Que delírio era esse? De que nível era? Era um delírio totalmente ancorado no campo intensivo. Os psiquiatras e psicanalistas erram profundamente quando dizem que delírios e alucinações vêm dos fantasmas. Mas de onde vêm os fantasmas, senão de intensidades abortadas? O delírio e a alucinação se ancoram imediatamente em campos intensivos. Se o delírio ou a alucinação são irreais, a intensidade é real. A intensidade é totalmente real. Então não adianta você simplesmente abortar os processos delirantes ou alucinatórios anestesiando esses processos. Você precisa encontrar as intensidades, tratar dessas intensidades, se relacionar com essas intensidades, dizer “bem-vindas” a elas. Dar a mão para elas, brincar com elas e dizer “Ora, ora, onde estávamos esse tempo todo? Que bom é ouvir vozes. Que bom é encontrar essas zonas intensivas que criam vários nomes e brincam de dizer, de flutuar, de delirar e até de alucinar.”
De onde veio essa prepotência para limitar o princípio de realidade? Há, na verdade, um princípio de atolamento. O princípio de realidade dado pela psiquiatria e seguido pela psicanálise e pelas psicologias nada mais é do que um princípio de atolamento da condição humana rebaixada. Então nós temos que deixar de ser humildes. Bergon brincava com Kant e dizia assim, “Nossa, a razão humana, o pensamento humano é tão ousado com Platão, com Aristóteles, com Descartes, fizeram tantas peripécias e, de repente, com Kant se torna tão humilde que incorpora os seus limites. E aí abriu mão daquilo que realmente era: uma realidade sutil, com o campo das intensidades, o infinito das intensidades, o infinito do campo de forças”. E dizia: “Não, nosso conhecimento é limitado para acessar isso”. Bergson não abre mão. Bergson diz “não”. “Se vocês desistiram, eu não.”
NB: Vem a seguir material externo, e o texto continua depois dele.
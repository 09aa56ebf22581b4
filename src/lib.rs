pub mod config;
pub mod engine;
pub mod error;
pub mod i18n;
pub mod input;
pub mod session;
pub mod theme;
pub mod viewer;

pub use engine::RenderingEngine;
pub use error::{NavigationInputError, SessionError};
pub use session::ReadingSession;
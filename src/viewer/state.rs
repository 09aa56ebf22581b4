//! Viewer state: layout, modes, and the placeholder page text.

// ---------------------------------------------------------------------------
// Layout
// ---------------------------------------------------------------------------

/// Pixels per terminal column when the terminal does not report pixel size.
const CELL_W_ESTIMATE: u32 = 10;

pub(super) struct Layout {
    pub cols: u16,
    pub body_rows: u16,  // rows above the status bar
    pub status_row: u16, // = rows - 1
    pub menu_cols: u16,  // menu panel width
    pub viewport_px: u32,
}

pub(super) fn compute_layout(cols: u16, rows: u16, pixel_w: u16) -> Layout {
    let viewport_px = if pixel_w > 0 {
        pixel_w as u32
    } else {
        cols as u32 * CELL_W_ESTIMATE
    };
    Layout {
        cols,
        body_rows: rows.saturating_sub(1),
        status_row: rows.saturating_sub(1),
        menu_cols: (cols / 2).clamp(20, 40).min(cols),
        viewport_px,
    }
}

// ---------------------------------------------------------------------------
// Modes
// ---------------------------------------------------------------------------

#[derive(Debug, Clone, Copy, PartialEq, Eq)]
pub(super) enum ViewerMode {
    /// No book: path prompt.
    Upload,
    Reading,
    /// The page box has focus.
    PageInput,
}

pub(super) struct ViewerState {
    pub mode: ViewerMode,
    pub upload_input: String,
    /// Highlighted contents entry in the menu.
    pub toc_cursor: usize,
    /// One-shot message for the status bar, cleared on the next key.
    pub flash: Option<String>,
}

impl ViewerState {
    pub(super) fn new() -> Self {
        Self {
            mode: ViewerMode::Upload,
            upload_input: String::new(),
            toc_cursor: 0,
            flash: None,
        }
    }

    pub(super) fn move_cursor(&mut self, up: bool, len: usize) {
        if len == 0 {
            self.toc_cursor = 0;
        } else if up {
            self.toc_cursor = self.toc_cursor.saturating_sub(1);
        } else {
            self.toc_cursor = (self.toc_cursor + 1).min(len - 1);
        }
    }
}

// ---------------------------------------------------------------------------
// Page text
// ---------------------------------------------------------------------------

const FILLER: &str = "Call me Ishmael. Some years ago, never mind how long precisely, having \
    little or no money in my purse, and nothing particular to interest me on shore, I thought \
    I would sail about a little and see the watery part of the world. It is a way I have of \
    driving off the spleen and regulating the circulation. Whenever I find myself growing grim \
    about the mouth, I account it high time to get to sea as soon as I can. ";

/// Placeholder text for a page starting at character `offset`: `lines` rows
/// of at most `width` columns, wrapped at spaces. The scripted engine only
/// knows lengths, so the words are filler that moves with the offset.
pub(super) fn page_lines(offset: u32, width: usize, lines: usize) -> Vec<String> {
    if width == 0 || lines == 0 {
        return Vec::new();
    }
    let start = offset as usize % FILLER.len();
    let mut words = FILLER[start..]
        .split_whitespace()
        .chain(FILLER.split_whitespace().cycle());

    let mut out = Vec::with_capacity(lines);
    let mut line = String::new();
    while out.len() < lines {
        let Some(word) = words.next() else { break };
        let word: String = word.chars().take(width).collect();
        let needed = if line.is_empty() { word.len() } else { line.len() + 1 + word.len() };
        if needed > width && !line.is_empty() {
            out.push(std::mem::take(&mut line));
            if out.len() == lines {
                break;
            }
        }
        if !line.is_empty() {
            line.push(' ');
        }
        line.push_str(&word);
    }
    out
}

/// Text columns for a page at `font_px`: larger type fits fewer characters.
pub(super) fn text_width(cols: u16, font_px: f64) -> usize {
    let px = (font_px.round() as usize).max(1);
    cols as usize * 18 / px
}

/// Text rows for a page at `line_height`: looser lines fit fewer rows.
pub(super) fn text_rows(rows: u16, line_height: f64) -> usize {
    let tenths = ((line_height * 10.0).round() as usize).max(1);
    rows as usize * 16 / tenths
}
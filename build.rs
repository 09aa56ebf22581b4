use std::process::Command;

fn main() {
    // Re-run when HEAD changes (new commit, branch switch, etc.)
    println!("cargo:rerun-if-changed=.git/HEAD");
    println!("cargo:rerun-if-changed=.git/refs");

    let hash = Command::new("git")
        .args(["rev-parse", "--short=10", "HEAD"])
        .output()
        .ok()
        .filter(|o| o.status.success())
        .map(|o| String::from_utf8_lossy(&o.stdout).trim().to_string())
        .filter(|h| !h.is_empty())
        .unwrap_or_else(|| "unknown".to_string());

    println!("cargo:rustc-env=FOLIO_BUILD_GIT_HASH={hash}");
}
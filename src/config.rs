use std::path::PathBuf;

use anyhow::{Context, bail};
use log::{debug, info};
use serde::Deserialize;

use crate::engine::Spread;
use crate::session::{FontSize, LineHeight};
use crate::theme;

// ---------------------------------------------------------------------------
// ConfigFile — deserialized from TOML (all fields optional)
// ---------------------------------------------------------------------------

#[derive(Default, Deserialize)]
#[serde(default)]
pub struct ConfigFile {
    pub locale: Option<String>,
    pub theme: Option<String>,
    /// Directory with `<code>.json` tables that override the built-in ones.
    pub locales_dir: Option<PathBuf>,
    #[serde(default)]
    pub reader: ReaderConfigFile,
}

#[derive(Default, Deserialize)]
#[serde(default)]
pub struct ReaderConfigFile {
    pub font_size: Option<u32>,
    pub line_height: Option<f64>,
    pub spread: Option<Spread>,
    pub location_density: Option<u32>,
    pub swipe_threshold_px: Option<f64>,
    pub mobile_breakpoint_px: Option<u32>,
}

// ---------------------------------------------------------------------------
// Config — resolved (all fields concrete)
// ---------------------------------------------------------------------------

pub struct Config {
    pub locale: String,
    pub theme: String,
    pub locales_dir: Option<PathBuf>,
    pub reader: ReaderConfig,
}

/// Session defaults. Settings are reset to these on every load.
#[derive(Debug, Clone)]
pub struct ReaderConfig {
    pub font_size: FontSize,
    pub line_height: LineHeight,
    pub spread: Spread,
    /// Target characters per location when building the page index.
    pub location_density: u32,
    pub swipe_threshold_px: f64,
    /// Viewports narrower than this are treated as mobile.
    pub mobile_breakpoint_px: u32,
}

impl Default for ReaderConfig {
    fn default() -> Self {
        Self {
            font_size: FontSize::DEFAULT,
            line_height: LineHeight::DEFAULT,
            spread: Spread::Auto,
            location_density: 1650,
            swipe_threshold_px: 50.0,
            mobile_breakpoint_px: 768,
        }
    }
}

impl ConfigFile {
    /// Merge CLI values (overwrites non-None fields).
    pub fn merge_cli(&mut self, locale: Option<String>, theme: Option<String>) {
        if let Some(ref v) = locale {
            debug!("config: CLI override locale={v}");
            self.locale = locale;
        }
        if let Some(ref v) = theme {
            debug!("config: CLI override theme={v}");
            self.theme = theme;
        }
    }

    /// Resolve to a Config by applying defaults to missing fields.
    ///
    /// Font size and line height are clamped into their ranges; an unknown
    /// theme name is an error.
    pub fn resolve(self) -> anyhow::Result<Config> {
        let defaults = ReaderConfig::default();
        let theme = self.theme.unwrap_or_else(|| theme::DEFAULT_THEME.into());
        if theme::get(&theme).is_none() {
            let known: Vec<_> = theme::THEMES.iter().map(|t| t.name).collect();
            bail!("unknown theme '{theme}' (available: {})", known.join(", "));
        }
        let r = self.reader;
        let config = Config {
            locale: self.locale.unwrap_or_else(|| "en".into()),
            theme,
            locales_dir: self.locales_dir,
            reader: ReaderConfig {
                font_size: r.font_size.map_or(defaults.font_size, FontSize::new),
                line_height: r.line_height.map_or(defaults.line_height, LineHeight::from_f64),
                spread: r.spread.unwrap_or(defaults.spread),
                location_density: r
                    .location_density
                    .unwrap_or(defaults.location_density)
                    .max(1),
                // f64::max maps NaN to the other operand
                swipe_threshold_px: r
                    .swipe_threshold_px
                    .unwrap_or(defaults.swipe_threshold_px)
                    .max(0.0),
                mobile_breakpoint_px: r
                    .mobile_breakpoint_px
                    .unwrap_or(defaults.mobile_breakpoint_px),
            },
        };
        info!(
            "config: resolved locale={}, theme={}, font_size={}, line_height={}, \
             spread={}, location_density={}, swipe_threshold={}px, mobile_breakpoint={}px",
            config.locale,
            config.theme,
            config.reader.font_size.px(),
            config.reader.line_height,
            config.reader.spread,
            config.reader.location_density,
            config.reader.swipe_threshold_px,
            config.reader.mobile_breakpoint_px,
        );
        Ok(config)
    }
}

/// Resolve the XDG config path for folio.
fn config_path() -> Option<PathBuf> {
    let config_dir = std::env::var_os("XDG_CONFIG_HOME")
        .map(PathBuf::from)
        .or_else(|| std::env::var_os("HOME").map(|h| PathBuf::from(h).join(".config")))?;
    Some(config_dir.join("folio").join("config.toml"))
}

/// Load config file. Returns `ConfigFile::default()` if no file exists.
/// Returns an error if the file exists but cannot be parsed.
pub fn load_config() -> anyhow::Result<ConfigFile> {
    let path = match config_path() {
        Some(p) => p,
        None => {
            info!("config: no HOME or XDG_CONFIG_HOME set, using defaults");
            return Ok(ConfigFile::default());
        }
    };
    debug!("config: looking for {}", path.display());
    match std::fs::read_to_string(&path) {
        Ok(text) => {
            info!("config: loaded from {}", path.display());
            let cfg: ConfigFile = toml::from_str(&text)
                .with_context(|| format!("failed to parse {}", path.display()))?;
            Ok(cfg)
        }
        Err(e) if e.kind() == std::io::ErrorKind::NotFound => {
            info!("config: {} not found, using defaults", path.display());
            Ok(ConfigFile::default())
        }
        Err(e) => Err(e).with_context(|| format!("failed to read {}", path.display())),
    }
}
impl RenderingEngine for ScriptedEngine {
    fn open_book(&mut self, bytes: Vec<u8>) -> Result<BookHandle, EngineError> {
        let handle = BookHandle(self.alloc_handle());
        let manifest = BookManifest::parse(&bytes);
        debug!(
            "scripted: open_book {:?} ({} bytes, ok={})",
            handle,
            bytes.len(),
            manifest.is_ok()
        );
        let ready = manifest.as_ref().map(|_| ()).map_err(Clone::clone);
        self.books.insert(
            handle,
            ScriptedBook {
                manifest,
                locations: None,
            },
        );
        self.pending.push_back((
            EventSource::Book(handle),
            EventKind::Ready,
            EventPayload::Ready(ready),
        ));
        self.calls.push(EngineCall::OpenBook(handle));
        Ok(handle)
    }

    fn metadata(&self, book: BookHandle) -> Result<BookMetadata, EngineError> {
        let b = self.books.get(&book).ok_or(EngineError::UnknownBook(book))?;
        let manifest = b.manifest.as_ref().map_err(Clone::clone)?;
        Ok(BookMetadata {
            title: manifest.title.clone(),
            toc: manifest
                .chapters
                .iter()
                .map(|c| TocEntry {
                    label: c.label.clone(),
                    href: c.href.clone(),
                })
                .collect(),
        })
    }

    fn destroy_book(&mut self, book: BookHandle) {
        self.books.remove(&book);
        let source = EventSource::Book(book);
        self.pending.retain(|(s, _, _)| *s != source);
        self.listeners.retain(|(s, _, _)| *s != source);
        self.calls.push(EngineCall::DestroyBook(book));
    }

    fn render_to(
        &mut self,
        book: BookHandle,
        _target: &DisplayTarget,
        options: &RenditionOptions,
    ) -> Result<RenditionHandle, EngineError> {
        if !self.books.contains_key(&book) {
            return Err(EngineError::UnknownBook(book));
        }
        let handle = RenditionHandle(self.alloc_handle());
        self.renditions.insert(
            handle,
            ScriptedRendition {
                book,
                position: Position::START,
                font_size_px: DEFAULT_FONT_SIZE_PX,
                line_height: DEFAULT_LINE_HEIGHT,
                spread: options.spread,
                themes: Vec::new(),
                selected_theme: None,
            },
        );
        self.calls.push(EngineCall::RenderTo {
            book,
            spread: options.spread,
        });
        Ok(handle)
    }

    fn destroy_rendition(&mut self, rendition: RenditionHandle) {
        self.renditions.remove(&rendition);
        let source = EventSource::Rendition(rendition);
        self.pending.retain(|(s, _, _)| *s != source);
        self.listeners.retain(|(s, _, _)| *s != source);
        self.calls.push(EngineCall::DestroyRendition(rendition));
    }

    fn register_theme(
        &mut self,
        rendition: RenditionHandle,
        theme: &Theme,
    ) -> Result<(), EngineError> {
        self.rendition_mut(rendition)?.themes.push(theme.name.to_string());
        self.calls.push(EngineCall::RegisterTheme(theme.name.to_string()));
        Ok(())
    }

    fn select_theme(&mut self, rendition: RenditionHandle, name: &str) -> Result<(), EngineError> {
        let r = self.rendition_mut(rendition)?;
        if !r.themes.iter().any(|t| t == name) {
            return Err(EngineError::BadTarget(format!("theme {name}")));
        }
        r.selected_theme = Some(name.to_string());
        self.calls.push(EngineCall::SelectTheme(name.to_string()));
        Ok(())
    }

    fn override_style(
        &mut self,
        rendition: RenditionHandle,
        property: &str,
        value: &str,
    ) -> Result<(), EngineError> {
        let r = self.rendition_mut(rendition)?;
        match property {
            "font-size" => {
                if let Ok(px) = value.trim_end_matches("px").parse::<f64>()
                    && px > 0.0
                {
                    r.font_size_px = px;
                }
            }
            "line-height" => {
                if let Ok(lh) = value.parse::<f64>()
                    && lh > 0.0
                {
                    r.line_height = lh;
                }
            }
            _ => {}
        }
        self.calls.push(EngineCall::OverrideStyle {
            property: property.to_string(),
            value: value.to_string(),
        });
        Ok(())
    }

    fn set_spread(
        &mut self,
        rendition: RenditionHandle,
        spread: Spread,
    ) -> Result<(), EngineError> {
        self.rendition_mut(rendition)?.spread = spread;
        self.calls.push(EngineCall::SetSpread(spread));
        Ok(())
    }

    fn display(
        &mut self,
        rendition: RenditionHandle,
        target: Option<&str>,
    ) -> Result<(), EngineError> {
        self.calls.push(EngineCall::Display(target.map(str::to_string)));
        let pos = match target {
            None => Position::START,
            Some(t) => Self::resolve_target(self.manifest_for(rendition)?, t)?,
        };
        self.relocate(rendition, pos)
    }

    fn prev(&mut self, rendition: RenditionHandle) -> Result<(), EngineError> {
        self.calls.push(EngineCall::Prev);
        let manifest = self.manifest_for(rendition)?;
        let r = &self.renditions[&rendition];
        let page = r.page_len();
        let pos = r.position;
        let target = if pos.offset > 0 {
            Position {
                chapter: pos.chapter,
                offset: pos.offset.saturating_sub(page),
            }
        } else if pos.chapter > 0 {
            let len = manifest.chapters[pos.chapter - 1].length;
            Position {
                chapter: pos.chapter - 1,
                offset: len.saturating_sub(1) / page * page,
            }
        } else {
            return Ok(());
        };
        self.relocate(rendition, target)
    }

    fn next(&mut self, rendition: RenditionHandle) -> Result<(), EngineError> {
        self.calls.push(EngineCall::Next);
        let manifest = self.manifest_for(rendition)?;
        let r = &self.renditions[&rendition];
        let page = r.page_len();
        let pos = r.position;
        let target = if pos.offset.saturating_add(page) < manifest.chapters[pos.chapter].length {
            Position {
                chapter: pos.chapter,
                offset: pos.offset + page,
            }
        } else if pos.chapter + 1 < manifest.chapters.len() {
            Position {
                chapter: pos.chapter + 1,
                offset: 0,
            }
        } else {
            return Ok(());
        };
        self.relocate(rendition, target)
    }

    fn on(&mut self, source: EventSource, kind: EventKind, listener: ListenerId) {
        trace!("scripted: on {:?} {} -> {:?}", source, kind.name(), listener);
        self.listeners.push((source, kind, listener));
        self.calls.push(EngineCall::On(kind));
    }

    fn off(&mut self, listener: ListenerId) {
        self.listeners.retain(|(_, _, l)| *l != listener);
        self.calls.push(EngineCall::Off(listener));
    }

    fn generate_locations(&mut self, book: BookHandle, density: u32) -> Result<(), EngineError> {
        self.calls.push(EngineCall::GenerateLocations(density));
        let b = self
            .books
            .get_mut(&book)
            .ok_or(EngineError::UnknownBook(book))?;
        let source = EventSource::Book(book);
        let manifest = match &b.manifest {
            Ok(m) => m,
            Err(e) => {
                let err = e.clone();
                self.pending.push_back((
                    source,
                    EventKind::LocationsGenerated,
                    EventPayload::Generated(Err(err)),
                ));
                return Ok(());
            }
        };

        if manifest.fail_locations {
            self.pending.push_back((
                source,
                EventKind::LocationsProgress,
                EventPayload::Progress(0.5),
            ));
            self.pending.push_back((
                source,
                EventKind::LocationsGenerated,
                EventPayload::Generated(Err(EngineError::Locations(
                    "navigation data is corrupt".into(),
                ))),
            ));
            return Ok(());
        }

        let entries = location_entries(manifest, density);
        let chapters = manifest.chapters.len();
        let total = entries.len();
        b.locations = Some(entries);
        for done in 1..=chapters {
            self.pending.push_back((
                source,
                EventKind::LocationsProgress,
                EventPayload::Progress(done as f64 / chapters as f64),
            ));
        }
        self.pending.push_back((
            source,
            EventKind::LocationsGenerated,
            EventPayload::Generated(Ok(total)),
        ));
        debug!("scripted: generating {total} locations (density={density})");
        Ok(())
    }

    fn cfi_from_location(&self, book: BookHandle, index: usize) -> Option<Cfi> {
        let entries = self.books.get(&book)?.locations.as_ref()?;
        entries.get(index).map(|p| p.cfi())
    }

    fn location_from_cfi(&self, book: BookHandle, cfi: &Cfi) -> Option<usize> {
        let entries = self.books.get(&book)?.locations.as_ref()?;
        let pos = Position::parse(cfi.as_str())?;
        entries.partition_point(|p| *p <= pos).checked_sub(1)
    }

    fn poll_event(&mut self) -> Option<EngineEvent> {
        loop {
            if let Some(ev) = self.ready.pop_front() {
                return Some(ev);
            }
            let (source, kind, payload) = self.pending.pop_front()?;
            let mut delivered = false;
            for (_, _, listener) in self
                .listeners
                .iter()
                .filter(|(s, k, _)| *s == source && *k == kind)
            {
                self.ready.push_back(EngineEvent {
                    listener: *listener,
                    payload: payload.clone(),
                });
                delivered = true;
            }
            if !delivered {
                trace!("scripted: no listener for {} on {:?}", kind.name(), source);
            }
        }
    }
}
Nós não podemos desistir. Se alguém diz assim, “Isso não existe”. “Isso está confutado”. Talvez só aquele ser esteja confutado, porque ele não consegue sair do seu buraco. E Lacan dizia, “Nós sofremos de uma incurável insuficiência de ser”. Mas quem sofre da incurável insuficiência de ser? Não é apenas esse que não consegue ver além do seu buraco? Por que nós não saímos do nosso buraco negro? Porque nós perdemos a superfície. E por que perdemos a superfície? Afinal, o que é a superfície senão esse horizonte que envolve a todos nós? Essa zona de passagem e de acontecimento. Porque o acontecimento não é mais real. Mas o que pode haver de mais real do que isso que a gente não pega, como o tempo? E o acontecimento é da mesma natureza que o tempo. O acontecimento é tempo. Não há vida que não esteja atravessada, produzida, processada, fabricada pelo tempo. E por que o acontecimento se tornou um mero acidente e perdeu sua essência? E se tornou um mero acaso e perdeu sua necessidade? Se tornou um mero devir ou passagem efêmera e perdeu sua consistência? Porque nós nos separamos do que podemos. Então é preciso retomar.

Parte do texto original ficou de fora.